How do I iterate through all the rows in an xls sheet, and get each row data in a tuple. So at the end of the iteration, I should have a list of tuples with each element in the list, being a tuple of row data.
For instance: This is the content of my spreadsheet:
testcase_ID input_request request_change
test_1A test/request_1 YES
test_2A test/request_2 NO
test_3A test/request_3 YES
test_4A test/request_4 YES
my final list should be:
[(test_1A, test/request_1, YES),
(test_2A, test/request_2, NO),
(test_3A, test/request_3, YES),
(test_4A, test/request_4, YES)]
How can I do this in openpyxl?
I think this task would be easier with xlrd.
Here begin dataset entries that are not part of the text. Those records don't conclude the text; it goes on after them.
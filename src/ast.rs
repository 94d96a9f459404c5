//! Module manifest Abstract Syntax Tree structures.
//!
//! These types mirror the YAML schema of a `Modfile`. They are populated by
//! serde in [`crate::manifest`]; the compiler only ever sees fully typed
//! values and never binds properties itself.
//!
//! ```rust
//! use modgraph::ast::{Manifest, ModuleDescriptor};
//!
//! let yaml = r#"
//! modgraph_version: "1.0.0"
//! modules:
//!   - kind: go_binary
//!     name: server
//!     pkg: ./cmd/server
//!     srcs: ["**/*.go"]
//! "#;
//! let manifest = modgraph::manifest::from_str(yaml).expect("parse");
//! assert!(matches!(&manifest.modules[0], ModuleDescriptor::GoBinary(m) if m.pkg == "./cmd/server"));
//! # let _: &Manifest = &manifest;
//! ```

use camino::{Utf8Path, Utf8PathBuf};
use semver::Version;
use serde::{Deserialize, Serialize};

fn default_dir() -> Utf8PathBuf {
    Utf8PathBuf::from(".")
}

/// Top-level manifest structure parsed from a `Modfile`.
#[derive(Debug, Clone, PartialEq, Eq, Deserialize, Serialize)]
#[serde(deny_unknown_fields)]
pub struct Manifest {
    /// Semantic version of the manifest format.
    pub modgraph_version: Version,

    /// Modules to compile, in declaration order.
    #[serde(default)]
    pub modules: Vec<ModuleDescriptor>,
}

/// One buildable unit. The `kind` key selects the variant.
#[derive(Debug, Clone, PartialEq, Eq, Deserialize, Serialize)]
#[serde(tag = "kind", rename_all = "snake_case")]
pub enum ModuleDescriptor {
    /// A Go binary, optionally tested and vendored.
    GoBinary(BinaryModule),
    /// A JavaScript bundle, optionally obfuscated.
    JsBundle(BundleModule),
}

impl ModuleDescriptor {
    /// Unique module name.
    #[must_use]
    pub fn name(&self) -> &str {
        match self {
            Self::GoBinary(m) => &m.name,
            Self::JsBundle(m) => &m.name,
        }
    }

    /// Module source root relative to the workspace.
    #[must_use]
    pub fn dir(&self) -> &Utf8Path {
        match self {
            Self::GoBinary(m) => &m.dir,
            Self::JsBundle(m) => &m.dir,
        }
    }

    /// Source patterns in declaration order.
    #[must_use]
    pub fn srcs(&self) -> &[String] {
        match self {
            Self::GoBinary(m) => &m.srcs,
            Self::JsBundle(m) => &m.srcs,
        }
    }

    /// Exclusion patterns.
    #[must_use]
    pub fn srcs_exclude(&self) -> &[String] {
        match self {
            Self::GoBinary(m) => &m.srcs_exclude,
            Self::JsBundle(m) => &m.srcs_exclude,
        }
    }

    /// Manifest spelling of the module kind.
    #[must_use]
    pub const fn kind_name(&self) -> &'static str {
        match self {
            Self::GoBinary(_) => "go_binary",
            Self::JsBundle(_) => "js_bundle",
        }
    }
}

/// Properties of a compiled-binary module.
#[derive(Debug, Clone, PartialEq, Eq, Deserialize, Serialize)]
#[serde(deny_unknown_fields, rename_all = "camelCase")]
pub struct BinaryModule {
    /// Unique module name; also the binary file name.
    pub name: String,
    /// Package passed to the build command.
    pub pkg: String,
    /// Package passed to the test command. Empty disables the test step.
    #[serde(default)]
    pub test_pkg: String,
    /// Source patterns in declaration order.
    pub srcs: Vec<String>,
    /// Patterns removed from the matches of `srcs`.
    #[serde(default)]
    pub srcs_exclude: Vec<String>,
    /// Fetch dependencies into `<dir>/vendor` before building and testing.
    #[serde(default)]
    pub vendor_first: bool,
    /// Module source root relative to the workspace.
    #[serde(default = "default_dir")]
    pub dir: Utf8PathBuf,
}

impl BinaryModule {
    /// Start a binary module description with the required fields.
    #[must_use]
    pub fn new(name: impl Into<String>, pkg: impl Into<String>, srcs: &[&str]) -> Self {
        Self {
            name: name.into(),
            pkg: pkg.into(),
            test_pkg: String::new(),
            srcs: srcs.iter().map(|s| (*s).to_owned()).collect(),
            srcs_exclude: Vec::new(),
            vendor_first: false,
            dir: default_dir(),
        }
    }

    /// Whether a test action should be emitted.
    #[must_use]
    pub fn has_tests(&self) -> bool {
        !self.test_pkg.is_empty()
    }
}

/// Properties of a bundle module.
#[derive(Debug, Clone, PartialEq, Eq, Deserialize, Serialize)]
#[serde(deny_unknown_fields, rename_all = "camelCase")]
pub struct BundleModule {
    /// Unique module name; also the bundle file stem.
    pub name: String,
    /// Source patterns in declaration order.
    pub srcs: Vec<String>,
    /// Patterns removed from the matches of `srcs`.
    #[serde(default)]
    pub srcs_exclude: Vec<String>,
    /// Bundle in production mode.
    #[serde(default)]
    pub obfuscate: bool,
    /// Module source root relative to the workspace.
    #[serde(default = "default_dir")]
    pub dir: Utf8PathBuf,
}

impl BundleModule {
    /// Start a bundle module description with the required fields.
    #[must_use]
    pub fn new(name: impl Into<String>, srcs: &[&str]) -> Self {
        Self {
            name: name.into(),
            srcs: srcs.iter().map(|s| (*s).to_owned()).collect(),
            srcs_exclude: Vec::new(),
            obfuscate: false,
            dir: default_dir(),
        }
    }
}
However, if you want to use openpyxl, then assuming that testcase_ID is in column A, input_request in column B, and request_change in column C somehting like this might be what you are looking for:
import openpyxl as xl
#Opening xl file
wb = xl.load_workbook('PATH/TO/FILE.xlsx')
#Select your sheet (for this example I chose active sheet)
ws = wb.active
#Start row, where data begins
row = 2
testcase = '' #this is just so that you can enter while - loop
#Initialiazing list
final_list = []
#With each iteration we get the value of testcase, if the cell is empty
#tescase will be None, when that happens the while loop will stop
while testcase is not None:
#Getting cell value, from columns A, B and C
#Iterating through rows 2, 3, 4 ...
testcase = ws['A' + str(row)].value
in_request = ws['B' + str(row)].value
req_change = ws['C' + str(row)].value
#Making tuple
row_tuple = (testcase, in_request, req_change)
#Adding tuple to list
final_list.append(row_tuple)
#Going to next row
row += 1
#This is what you return, you don't want the last element
#because it is tuple of None's
print(final_list[:-1])
If you want to do it with xlrd this is how I would do it:
import xlrd
#Opening xl file
wb = xlrd.open_workbook('PATH/TO/FILE.xlsx')
#Select your sheet (for this example I chose first sheet)
#you can also choose by name or something else
ws = wb.sheet_by_index(0)
#Getting number of rows and columns
num_row = ws.nrows
num_col = ws.ncols
#Initializing list
final_list = []
#Iterating over number of rows
for i in range(1,num_row):
#list of row values
row_values = []
#Iterating over number of cols
for j in range(num_col):
row_values.append(ws.cell_value(i,j))
#Making tuple with row values
row_tuple = tuple(row_values)
#Adding tuple to list
final_list.append(row_tuple)
print(final_list)
Adding xlrd index specifications comments at the end for easy reading:
Deleted if statement, when num_row is 1 then for-loop never happens
xlrd indexes rows beginning at 0
for row 2 we want index 1
Columns are also zero-indexed (A=0, B=1, C=2...)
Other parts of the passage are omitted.